Wilmer clinic looks to early care to fight diabetic blindness SIGHT SAVERS

March 29, 1994|By Chris Kaltenbach | Chris Kaltenbach,Sun Staff Writer

Arnold Ray believes he owes his vision to a free diabetic eye screening program offered by the Johns Hopkins Hospital's Wilmer Eye Institute.

Spurred on by the American Academy of Ophthalmology's Diabetes 2000 Project, a campaign to eliminate preventable diabetic blindness by the turn of the century, doctors at the Wilmer decided in November 1992 to begin offering free eye checks. Since then, 189 people have taken advantage of the offer, says Dolores Rytel, who coordinates the screening program.

If problems are detected, patients and their physicians are told of the diagnosis. Corrective laser surgery, remarkably successful in treating diabetes-related eye problems, can be performed right there at the Wilmer.

Mr. Ray, an engineering construction inspector living in Severn, had been living with diabetes since age 9. He knew diabetics were prone to eye problems that could lead to blindness, but when he began suffering from headaches and blurred vision about a year ago, the father of two figured a trip to the optometrist and some new glasses would take care of everything.

Fortunately, a family member had read about the Wilmer's screenings. If one of the best eye-care facilities in the country was offering to see him for free, Mr. Ray figured, who was he to turn the offer down? And the timing was perfect, since he recently had changed jobs and his new health insurance would not cover pre-existing conditions such as diabetes.

His trip to the Wilmer revealed that Mr. Ray was indeed suffering from diabetic retinopathy, a condition that affects the vessels supplying blood to the retina. Left untreated, it can lead to blurred or spotty vision and eventual blindness. But ophthalmologists at Wilmer, by training a laser on the affected blood vessels, can slow down and often stop the degenerative affliction.

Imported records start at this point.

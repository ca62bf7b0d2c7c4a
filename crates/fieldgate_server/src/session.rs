// Fieldgate Rust Source Code File
//
// Copyright 2024-2026 Fieldgate Project Developers. All rights reserved.
//
// Licensed under the BSD 3-Clause license. See LICENSE file in the project root
// for full license information.

use crate::transport::ProtocolClient;
use chrono::{DateTime, Utc};
use fieldgate_core::ProtocolSpec;
use fieldgate_descriptor::DeviceDescriptor;
use std::collections::VecDeque;
use std::sync::Arc;
use std::sync::atomic::{AtomicU32, Ordering};
use std::time::{Duration, Instant};
use tokio::sync::Mutex;
use uuid::Uuid;

/// Rolling window length. The gateway is not a historian; longer horizons
/// come from documentation baselines.
pub const HISTORY_CAP: usize = 10;

/// Session lifecycle. `Failed` is terminal until a caller re-opens, which
/// produces a fresh session id.
#[derive(Debug, Clone, Copy, PartialEq, Eq, strum_macros::Display)]
#[strum(serialize_all = "lowercase")]
pub enum SessionState {
  New,
  Connecting,
  Ready,
  Failed,
  Closed,
}

/// One `(timestamp, parameter, value)` triple from the rolling window.
#[derive(Debug, Clone, PartialEq)]
pub struct ReadingRecord {
  pub timestamp: DateTime<Utc>,
  pub parameter: String,
  pub value: f64,
}

/// Runtime state of one live device connection.
///
/// Operations on a session are serialized through `op_lock`; state, history,
/// and activity tracking sit behind their own short-lived locks so scoring
/// and display never block the wire.
pub struct DeviceSession {
  session_id: String,
  descriptor: Arc<DeviceDescriptor>,
  spec: Arc<ProtocolSpec>,
  client: Box<dyn ProtocolClient>,
  opened_at: DateTime<Utc>,
  state: std::sync::RwLock<SessionState>,
  last_activity: std::sync::RwLock<Instant>,
  error_count: AtomicU32,
  history: std::sync::Mutex<VecDeque<ReadingRecord>>,
  last_maintenance: std::sync::RwLock<Option<DateTime<Utc>>>,
  /// Serializes in-flight operations: a new read is not issued while a
  /// previous one on the same session is outstanding.
  pub(crate) op_lock: Mutex<()>,
}

impl DeviceSession {
  pub(crate) fn new(
    descriptor: Arc<DeviceDescriptor>,
    spec: Arc<ProtocolSpec>,
    client: Box<dyn ProtocolClient>,
  ) -> Self {
    Self {
      session_id: Uuid::new_v4().to_string(),
      descriptor,
      spec,
      client,
      opened_at: Utc::now(),
      state: std::sync::RwLock::new(SessionState::New),
      last_activity: std::sync::RwLock::new(Instant::now()),
      error_count: AtomicU32::new(0),
      history: std::sync::Mutex::new(VecDeque::with_capacity(HISTORY_CAP)),
      last_maintenance: std::sync::RwLock::new(None),
      op_lock: Mutex::new(()),
    }
  }

  /// Opaque session identifier; never leaks the device address.
  pub fn session_id(&self) -> &str {
    &self.session_id
  }

  pub fn descriptor(&self) -> &Arc<DeviceDescriptor> {
    &self.descriptor
  }

  pub fn spec(&self) -> &Arc<ProtocolSpec> {
    &self.spec
  }

  pub(crate) fn client(&self) -> &dyn ProtocolClient {
    self.client.as_ref()
  }

  pub fn opened_at(&self) -> DateTime<Utc> {
    self.opened_at
  }

  pub fn state(&self) -> SessionState {
    *self.state.read().expect("session state lock")
  }

  pub(crate) fn set_state(&self, state: SessionState) {
    *self.state.write().expect("session state lock") = state;
  }

  pub(crate) fn touch(&self) {
    *self.last_activity.write().expect("session activity lock") = Instant::now();
  }

  pub fn idle_for(&self) -> Duration {
    self.last_activity.read().expect("session activity lock").elapsed()
  }

  pub fn error_count(&self) -> u32 {
    self.error_count.load(Ordering::Relaxed)
  }

  /// Returns the count after incrementing.
  pub(crate) fn record_error(&self) -> u32 {
    self.error_count.fetch_add(1, Ordering::Relaxed) + 1
  }

  pub(crate) fn clear_errors(&self) {
    self.error_count.store(0, Ordering::Relaxed);
  }

  /// Append to the rolling window. The buffer stays length-bounded and
  /// timestamp-ordered: a reading that arrives with a clock earlier than the
  /// window tail is clamped to the tail's timestamp.
  pub fn record_reading(&self, parameter: &str, value: f64, timestamp: DateTime<Utc>) {
    let mut history = self.history.lock().expect("session history lock");
    let timestamp = match history.back() {
      Some(last) if timestamp < last.timestamp => last.timestamp,
      _ => timestamp,
    };
    history.push_back(ReadingRecord {
      timestamp,
      parameter: parameter.to_owned(),
      value,
    });
    while history.len() > HISTORY_CAP {
      history.pop_front();
    }
  }

  pub fn history_snapshot(&self) -> Vec<ReadingRecord> {
    self.history.lock().expect("session history lock").iter().cloned().collect()
  }

  pub fn last_maintenance(&self) -> Option<DateTime<Utc>> {
    *self.last_maintenance.read().expect("session maintenance lock")
  }

  /// Recorded from operator input or a maintenance log integration; the
  /// maintenance strategy needs a reference point.
  pub fn set_last_maintenance(&self, at: Option<DateTime<Utc>>) {
    *self.last_maintenance.write().expect("session maintenance lock") = at;
  }
}

#[cfg(test)]
mod tests {
  use super::*;
  use crate::transport::{ProbeInfo, RawAddress};
  use async_trait::async_trait;
  use chrono::Duration as ChronoDuration;
  use fieldgate_core::{Deadline, GatewayResult, ProtocolRegistry, TypedValue};
  use fieldgate_descriptor::{ParameterSpec, builtin};

  struct NullClient;

  #[async_trait]
  impl crate::transport::ProtocolClient for NullClient {
    fn protocol_name(&self) -> &str {
      "rest"
    }
    fn address(&self) -> &str {
      "127.0.0.1:0"
    }
    async fn probe(&self, _deadline: Deadline) -> GatewayResult<ProbeInfo> {
      Ok(ProbeInfo::default())
    }
    async fn read(&self, _parameter: &ParameterSpec, _deadline: Deadline) -> GatewayResult<TypedValue> {
      Ok(TypedValue::Float(0.0))
    }
    async fn write(
      &self,
      _parameter: &ParameterSpec,
      _value: &TypedValue,
      _deadline: Deadline,
    ) -> GatewayResult<()> {
      Ok(())
    }
    async fn read_raw(&self, _address: &RawAddress, _deadline: Deadline) -> GatewayResult<TypedValue> {
      Ok(TypedValue::Float(0.0))
    }
    async fn close(&self) {}
  }

  fn session_fixture() -> DeviceSession {
    let registry = ProtocolRegistry::with_defaults();
    DeviceSession::new(
      Arc::new(builtin::sensirion_sht40()),
      registry.get("rest").unwrap(),
      Box::new(NullClient),
    )
  }

  #[test]
  fn history_is_bounded_and_ordered() {
    let session = session_fixture();
    let base = Utc::now();
    for i in 0..15 {
      session.record_reading("temperature", 20.0 + i as f64, base + ChronoDuration::seconds(i));
    }
    let history = session.history_snapshot();
    assert_eq!(history.len(), HISTORY_CAP);
    assert!(history.windows(2).all(|pair| pair[0].timestamp <= pair[1].timestamp));
    assert_eq!(history.last().unwrap().value, 34.0);
  }

  #[test]
  fn backwards_clock_is_clamped() {
    let session = session_fixture();
    let base = Utc::now();
    session.record_reading("temperature", 20.0, base);
    session.record_reading("temperature", 21.0, base - ChronoDuration::seconds(30));
    let history = session.history_snapshot();
    assert_eq!(history[0].timestamp, history[1].timestamp);
  }

  #[test]
  fn fresh_sessions_start_new_with_unique_ids() {
    let a = session_fixture();
    let b = session_fixture();
    assert_eq!(a.state(), SessionState::New);
    assert_ne!(a.session_id(), b.session_id());
  }
}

The doctor "said everything went well, that it looks very good," says Mr. Ray, who has made between seven and 10 return visits to Wilmer. "Had I not had the laser, the doctor said I would have been permanently blind in both eyes in about a year."

Diabetes, which affects the body's ability to break down sugars, used to be fatal all by itself. But that changed with Dr. Frederick Banting's discovery of insulin in the 1920s. Today, diabetics are able to lead active lives by monitoring the level of sugar in their blood and, for many, injecting themselves with insulin once or twice a day.

Most diabetics -- there are an estimated 250,000 in Maryland, about 10 percent of whom suffer from the more severe form, known as juvenile diabetes -- will be touched by some sort of complication resulting from the disease. Those could include kidney failure, heart disease and neuropathy (a deadening of nerves, most frequently in the hands and feet), in addition to retinopathy.

The American Diabetes Association of Maryland estimates 260 cases of blindness each year can be attributed to complications from diabetes.

Such numbers make it the leading cause of blindness in the United States, Mrs. Rytel says.

Sadly, most of those people would still have their vision had an ophthalmologist detected the condition early enough and started treatments. Most of the problems caused by retinopathy start so unobtrusively that they are almost impossible for the patient to detect. By the time symptoms become noticeable, the damage may already be done.

"We want everyone to know, physician and patient, that they should be taken care of before problems develop," says Dr. William Finkelstein, one of nine ophthalmologists at the Wilmer who specialize in diseases of the retina. "It can occur at any time. There's no way for the person with diabetes to recognize [the condition] early on. There are no symptoms at that stage."

Dr. Finkelstein says almost all diabetics will show signs of diabetic retinopathy at some point in their lives. About half should undergo laser treatments.

While acknowledging there's no such thing as a 100 precent cure, he estimates ophthalmologists are successful in preventing either blindness or severe vision loss 90 percent of the time.

"We're very good at preventing a disaster if we catch it early," Dr. Finkelstein says. "We can treat [the condition] very well with the laser."

Wilmer's a wonderful institute," says Tim O'Neill, executive director of the Maryland Chapter of the Juvenile Diabetes Foundation. "Eye problems are one of the leading complications arising from diabetes. A program like this gives us the opportunity to do something about that."

Mr. O'Neill says his organization is publicizing the Wilmer's program through its newsletter and support groups.

If not for the free screenings, diabetics would have to pay anywhere from $40 to $100 to have their eyes checked for retinopathy, Dr. Finkelstein says. The laser treatments, which can cost several thousand dollars, are covered by most health insurance plans.